19 - 24 June 2006 / 6 days
69 km
860 metres in altitude
Highest cycled point: 480 m
Unfortunately no travel report in English available yet. Below the German report translated by Google Translate. Sorry for the partly weird and bizarre English! Proper translation is coming within the year 2018!
After five hours of flying time, a small island flanked by thundering waves emerged from the clouds with a broad runway that stretched from one side to the other at this point. It had been broadened by NASA to use as an emergency landing site for the space shuttle.
With Javier from Chile, who had also been to Tahiti, I was driven to the guest house Apina Turuna, one of the few accommodations on the island. Although the weather was not so great, as gray, windy and rainy, but there was enough company in the guest house. Javier, who had been back on home soil for a year (even though it was 3,700km away from his real home, the Chilean mainland ...), saved me from my yet frighteningly modest Spanish. After an extensive Pisco evening we explored the island the next day with a jeep, climbed volcanoes and wandered through countless Moais, the world-famous rock statues of the Rapa Nui scattered all over the island, especially scattered on the coast. My head felt about as heavy as that of one of the Moais ....
With Ivan from Chile I could finally go diving after three days, as the weather improved slowly. But from the world's unique visibility of up to 100 meters, for which the island was famous among divers, could not be really due to the previous bad weather.

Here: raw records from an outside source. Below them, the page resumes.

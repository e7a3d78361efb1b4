//! Domain layer: manifest model, lease command and flow states
//!
//! This layer is independent of external concerns (no I/O, no CLI, no config loading).

pub mod credential;
pub mod error;
pub mod flow;
pub mod lease;
pub mod manifest;

pub use credential::AccessToken;
pub use error::DomainError;
pub use flow::{Halt, HaltReason, LeaseFlow, LeaseStage};
pub use lease::{LeaseCommand, LEASE_PROGRAM};
pub use manifest::{
    DatabaseEntry, DatabaseField, DatabaseParams, DefaultsBlock, DeployTarget, EnvVar,
    Environment, Manifest, ResolveError,
};

/// Expand `~`, `$VAR` and `${VAR}` in a setting value.
///
/// Falls back to the input unchanged if expansion fails.
pub fn expand_env_vars(value: &str) -> String {
    shellexpand::full(value)
        .map(|s| s.into_owned())
        .unwrap_or_else(|_| value.to_string())
}
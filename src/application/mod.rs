//! Application layer: services and use cases
//!
//! This layer orchestrates domain logic and depends on I/O boundary traits.

pub mod error;
pub mod error_ext;
pub mod services;

pub use error::{ApplicationError, ApplicationResult};
pub use error_ext::{HostResultExt, IoResultExt};
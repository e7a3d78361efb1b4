//! Infrastructure-level errors (wraps application errors)

use thiserror::Error;

use crate::application::ApplicationError;

/// Infrastructure errors wrap application errors and add I/O-level concerns.
#[derive(Error, Debug)]
pub enum InfraError {
    #[error("{0}")]
    Application(#[from] ApplicationError),

    #[error("I/O error: {context}")]
    Io {
        context: String,
        #[source]
        source: std::io::Error,
    },

    #[error("GitHub API request failed: {message}")]
    Http {
        message: String,
        status: Option<u16>,
    },

    #[error("cannot decode response: {message}")]
    Decode { message: String },

    #[error("clipboard command failed: {message}")]
    Clipboard { message: String },

    #[error("shell command failed: {message}")]
    Shell {
        message: String,
        exit_code: Option<i32>,
    },

    #[error("selector failed: {message}")]
    Selector { message: String },
}

impl InfraError {
    /// Create an I/O error with context.
    pub fn io(context: impl Into<String>, source: std::io::Error) -> Self {
        Self::Io {
            context: context.into(),
            source,
        }
    }
}

/// Result type for infrastructure layer operations.
pub type InfraResult<T> = Result<T, InfraError>;
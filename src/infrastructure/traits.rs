//! I/O boundary traits for testability
//!
//! These traits abstract external I/O operations, allowing services
//! to be tested with mock implementations.

use std::io;
use std::process::{ExitStatus, Output};

use crate::domain::AccessToken;
use crate::infrastructure::InfraResult;

/// External command runner abstraction.
pub trait CommandRunner: Send + Sync {
    /// Run a command with arguments and capture its output.
    fn run(&self, cmd: &str, args: &[&str]) -> io::Result<Output>;

    /// Run a command, feeding `stdin` to it, and capture its output.
    fn run_with_stdin(&self, cmd: &str, args: &[&str], stdin: &str) -> io::Result<Output>;

    /// Run a command attached to the current terminal.
    /// Blocks until the command exits.
    fn run_attached(&self, cmd: &str, args: &[&str]) -> io::Result<ExitStatus>;
}

/// Item for FZF-style selection.
#[derive(Debug, Clone, PartialEq, Eq)]
pub struct SelectionItem {
    /// Display text shown in selector
    pub display: String,
    /// Actual value (e.g., repository name)
    pub value: String,
}

impl SelectionItem {
    /// Item whose display text is its value.
    pub fn plain(value: impl Into<String>) -> Self {
        let value = value.into();
        Self {
            display: value.clone(),
            value,
        }
    }
}

/// Interactive FZF-style selector abstraction.
pub trait Selector: Send + Sync {
    /// Present items to user and return selected one.
    /// Returns None if user cancels (Esc/Ctrl-C).
    fn select_one(
        &self,
        items: &[SelectionItem],
        prompt: &str,
    ) -> Result<Option<SelectionItem>, String>;
}

/// Source of a hosting-platform token.
pub trait TokenProvider: Send + Sync {
    /// Resolve a token. Failures are swallowed and reported as `None`.
    fn resolve_token(&self) -> Option<AccessToken>;
}

/// Read access to repositories of a hosting platform.
pub trait RepositoryHost: Send + Sync {
    /// Names of all repositories of `org`, across all pages, in API order.
    fn list_repositories(&self, token: &AccessToken, org: &str) -> InfraResult<Vec<String>>;

    /// Default branch of a repository, if the platform reports one.
    fn default_branch(
        &self,
        token: &AccessToken,
        org: &str,
        repo: &str,
    ) -> InfraResult<Option<String>>;

    /// Decoded text of a file at `git_ref`.
    ///
    /// `Ok(None)` when the response carries no file content (e.g. a directory).
    fn file_contents(
        &self,
        token: &AccessToken,
        org: &str,
        repo: &str,
        path: &str,
        git_ref: &str,
    ) -> InfraResult<Option<String>>;
}

// ============================================================
// REAL IMPLEMENTATIONS
// ============================================================

/// Real command runner implementation.
#[derive(Debug, Default)]
pub struct RealCommandRunner;

impl CommandRunner for RealCommandRunner {
    fn run(&self, cmd: &str, args: &[&str]) -> io::Result<Output> {
        std::process::Command::new(cmd).args(args).output()
    }

    fn run_with_stdin(&self, cmd: &str, args: &[&str], stdin: &str) -> io::Result<Output> {
        use std::io::Write;
        use std::process::Stdio;

        let mut child = std::process::Command::new(cmd)
            .args(args)
            .stdin(Stdio::piped())
            .stdout(Stdio::piped())
            .stderr(Stdio::piped())
            .spawn()?;

        if let Some(mut child_stdin) = child.stdin.take() {
            child_stdin.write_all(stdin.as_bytes())?;
        }

        child.wait_with_output()
    }

    fn run_attached(&self, cmd: &str, args: &[&str]) -> io::Result<ExitStatus> {
        std::process::Command::new(cmd).args(args).status()
    }
}

/// Real selector implementation using skim (FZF-like).
#[derive(Debug, Default)]
pub struct SkimSelector;

impl Selector for SkimSelector {
    fn select_one(
        &self,
        items: &[SelectionItem],
        prompt: &str,
    ) -> Result<Option<SelectionItem>, String> {
        use skim::prelude::*;
        use std::io::Cursor;

        if items.is_empty() {
            return Ok(None);
        }

        // Build input as newline-separated display strings
        let input = items
            .iter()
            .map(|i| i.display.as_str())
            .collect::<Vec<_>>()
            .join("\n");

        let prompt = format!("{prompt}> ");
        let options = SkimOptionsBuilder::default()
            .prompt(Some(prompt.as_str()))
            .height(Some("50%"))
            .multi(false)
            .build()
            .map_err(|e| format!("failed to build skim options: {e}"))?;

        let item_reader = SkimItemReader::default();
        let items_arc = item_reader.of_bufread(Cursor::new(input));

        let output = Skim::run_with(&options, Some(items_arc));

        match output {
            Some(out) if out.is_abort => Ok(None),
            Some(out) => {
                if let Some(selected) = out.selected_items.first() {
                    let display = selected.output().to_string();
                    let item = items.iter().find(|i| i.display == display).cloned();
                    Ok(item)
                } else {
                    Ok(None)
                }
            }
            None => Ok(None),
        }
    }
}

Javier had taken the last step of his one-year journey and had gone on. So I explored with Ivan, Pedro from Spain and Vladimir from Israel the island by bike and on foot, because so slowly even here and there blue sky. Five days after I landed on this little mystical island in the middle of nowhere, with just one place, a bank, an arriving plane per day, many wild horses, a rugged lava coast and an isolated family atmosphere that was hard to describe, I had to disassemble and pack my bike again. With Ivan, Pedro and Vladimir I boarded the plane to Santiago de Chile, where I had to say goodbye to the three after five hours of flight, because only one flew further, and that was me. There had been great days at this most remote place on earth, the place furthest from Earth's next inhabited spot.
Two hours later I boarded the next plane for the flight to the capital of Peru, Lima! It was the fifth flight since my departure from Alice Springs two weeks ago. After a total of almost 24 flight hours my flight marathon should now find an end in Lima. A new continent was waiting!